When the weather calmed a few days later, I left the Tagbanuas. Chef Hilven is in my pictures from that night in the bar, but I didn’t know his name back then. Despite being touched by the tribe, these people were still strangers in my memory. This stayed the case for months, until I packed a bag and asked permission to go back to Coron Island. I wanted to know more about the people I’d danced with in that storm. This tribe who owned an ocean.


My second visit to the island lasted 66 days. During this time, I learned that the Tagbanuas are masters of their universe. Living in an ancestral domain, free of government jurisdiction, they’re everything in one: spearfishers, farmers, foragers, even their own mechanics. The men fish together, sharing one boat and the cost of gasoline. The women harvest the wild yams together in the mountains. No-one overfishes or overharvests, and there’s an unwritten rule that if someone has too much of something, they’ll share it. When they aren’t working, the Tagbanuas kick back together. On long afternoons, the tribe will watch old movies on their shared VCD player. Sometimes they’ve watched that same movie 15 times already, but it never loses its magic. The tribe also fight like family. When one elder gets bored of smoked fish, he swaggers into the ocean with his spear, sulkily stabbing his own fresh catch.

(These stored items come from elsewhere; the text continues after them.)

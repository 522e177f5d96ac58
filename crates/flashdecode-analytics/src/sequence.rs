//! What wallets do right after taking a flash loan.
//!
//! For a sample of flash-loan wallets on one network, every loan is paired
//! with the wallet's next few transactions on that same network.

use flashdecode_core::record::TransactionRecord;
use serde::{Deserialize, Serialize};
use std::collections::{HashMap, HashSet};

/// Wallets sampled per network.
pub const MAX_WALLETS: usize = 20;
/// Transactions kept after each loan.
pub const FOLLOW_UP: usize = 5;

/// One flash loan and the transactions its sender sent next.
#[derive(Debug, Clone, PartialEq, Eq, Serialize, Deserialize)]
pub struct LoanSequence {
    pub wallet: String,
    pub network: String,
    pub loan: TransactionRecord,
    /// Same wallet and network, strictly later timestamps, oldest first
    pub following: Vec<TransactionRecord>,
}

/// Sequences for the first `max_wallets` wallets (in order of their earliest
/// flash loan) on `network`. Reverted loans count as loans.
pub fn wallet_sequences(
    records: &[TransactionRecord],
    network: &str,
    max_wallets: usize,
    follow_up: usize,
) -> Vec<LoanSequence> {
    let mut by_wallet: HashMap<&str, Vec<&TransactionRecord>> = HashMap::new();
    for record in records.iter().filter(|r| r.network == network) {
        by_wallet.entry(record.from.as_str()).or_default().push(record);
    }
    for txs in by_wallet.values_mut() {
        txs.sort_by_key(|r| r.timestamp);
    }

    let mut loans: Vec<&TransactionRecord> = records
        .iter()
        .filter(|r| r.network == network && r.is_flash_loan())
        .collect();
    loans.sort_by_key(|r| r.timestamp);

    let mut chosen: Vec<&str> = Vec::new();
    let mut seen = HashSet::new();
    for loan in &loans {
        if chosen.len() == max_wallets {
            break;
        }
        if seen.insert(loan.from.as_str()) {
            chosen.push(loan.from.as_str());
        }
    }

    let mut sequences = Vec::new();
    for wallet in chosen {
        let txs = by_wallet.get(wallet).map(Vec::as_slice).unwrap_or_default();
        for loan in txs.iter().filter(|r| r.is_flash_loan()) {
            let following = txs
                .iter()
                .filter(|r| r.timestamp > loan.timestamp)
                .take(follow_up)
                .map(|r| (*r).clone())
                .collect();
            sequences.push(LoanSequence {
                wallet: wallet.to_string(),
                network: network.to_string(),
                loan: (*loan).clone(),
                following,
            });
        }
    }
    sequences
}

#[cfg(test)]
mod tests {
    use super::*;
    use crate::testutil::record;

    fn tx(network: &str, from: &str, function_name: &str, timestamp: i64) -> TransactionRecord {
        TransactionRecord {
            from: from.into(),
            timestamp,
            hash: format!("0x{from}{timestamp}"),
            ..record(network, function_name, String::new(), 0)
        }
    }

    #[test]
    fn samples_at_most_twenty_wallets() {
        let records: Vec<_> = (0..25)
            .map(|i| tx("ethereum", &format!("w{i:02}"), "flashLoan", 100 + i))
            .collect();
        let sequences = wallet_sequences(&records, "ethereum", MAX_WALLETS, FOLLOW_UP);
        assert_eq!(sequences.len(), 20);
        // earliest borrowers first
        assert_eq!(sequences[0].wallet, "w00");
        assert_eq!(sequences[19].wallet, "w19");
    }

    #[test]
    fn keeps_next_five_transactions() {
        let mut records = vec![tx("polygon", "w", "flashLoanSimple", 10)];
        for t in (11..18).rev() {
            records.push(tx("polygon", "w", "swap", t));
        }
        let sequences = wallet_sequences(&records, "polygon", MAX_WALLETS, FOLLOW_UP);
        assert_eq!(sequences.len(), 1);
        let times: Vec<_> = sequences[0].following.iter().map(|r| r.timestamp).collect();
        assert_eq!(times, vec![11, 12, 13, 14, 15]);
    }

    #[test]
    fn only_strictly_later_transactions_follow() {
        let records = vec![
            tx("ethereum", "w", "approve", 49),
            tx("ethereum", "w", "swap", 50),
            tx("ethereum", "w", "flashLoan", 50),
            tx("ethereum", "w", "repay", 51),
        ];
        let sequences = wallet_sequences(&records, "ethereum", MAX_WALLETS, FOLLOW_UP);
        assert_eq!(sequences.len(), 1);
        let names: Vec<_> = sequences[0]
            .following
            .iter()
            .map(|r| r.function_name.as_str())
            .collect();
        assert_eq!(names, vec!["repay"]);
    }

    #[test]
    fn stays_on_one_network_and_wallet() {
        let records = vec![
            tx("ethereum", "w", "flashLoan", 1),
            tx("polygon", "w", "swap", 2),
            tx("ethereum", "other", "swap", 3),
            tx("ethereum", "w", "flashLoanSimple", 4),
        ];
        let sequences = wallet_sequences(&records, "ethereum", MAX_WALLETS, FOLLOW_UP);
        // both loans are reported; the second also follows the first
        assert_eq!(sequences.len(), 2);
        let first: Vec<_> = sequences[0].following.iter().map(|r| r.timestamp).collect();
        assert_eq!(first, vec![4]);
        assert!(sequences[1].following.is_empty());
        assert!(wallet_sequences(&records, "arbitrum", MAX_WALLETS, FOLLOW_UP).is_empty());
    }
}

Initially blindsided by the idea of ‘paradise’, it took me time to learn that the tribe’s civil freedom didn’t come easy to them. These people who own an ocean are warriors of their island’s well-being – warriors who fought fiercely for their rights. Back in the ‘80s, Coron was exploited by investors for the swifts’ nests in its caves and for the fish in its waters. The sacred lakes were poisoned with cyanide, and families were evicted from the coves they’d lived in for generations. The Tagbanuas were at serious risk of losing their home until they were finally awarded their Certificate of Ancestral Domain Claim (CADC) under the Indigenous People’s Rights Act in 2001. With its intimate network of lagoons, Coron became the first territory in the world where rights over the ocean were recognised. Today, the Tagbanuas don’t need anyone to survive apart from each other.

On my second visit, noticing the tribe’s self-sufficiency, I felt silly for arriving with half a supermarket, including tinned tuna. To hoover up the evidence, I started using up ingredients by presenting a fake cookery show with my iPhone. Although I speak the same language as the Tagbanuas, I recorded the episodes in English for my family and friends. My corny lines and Bob Marley soundtrack attracted the curiosity of Chef Hilven, who also speaks the language. Hilven was so shy at first that I didn’t expect a bromance to blossom. His strong bushy eyebrows and slight moustache reveal his maturity at 21, but they don’t hide his inquisitive baby face, or his habit of quickly looking away when he’s unsure. His eyes are full of sea salt; their roasted nut brown conveys his warmth. But they’re steely too, as if they’ve never quite rinsed out the ocean. With his powerful ability to cross cultures, Hilven asked to be my co-host. I was buzzing.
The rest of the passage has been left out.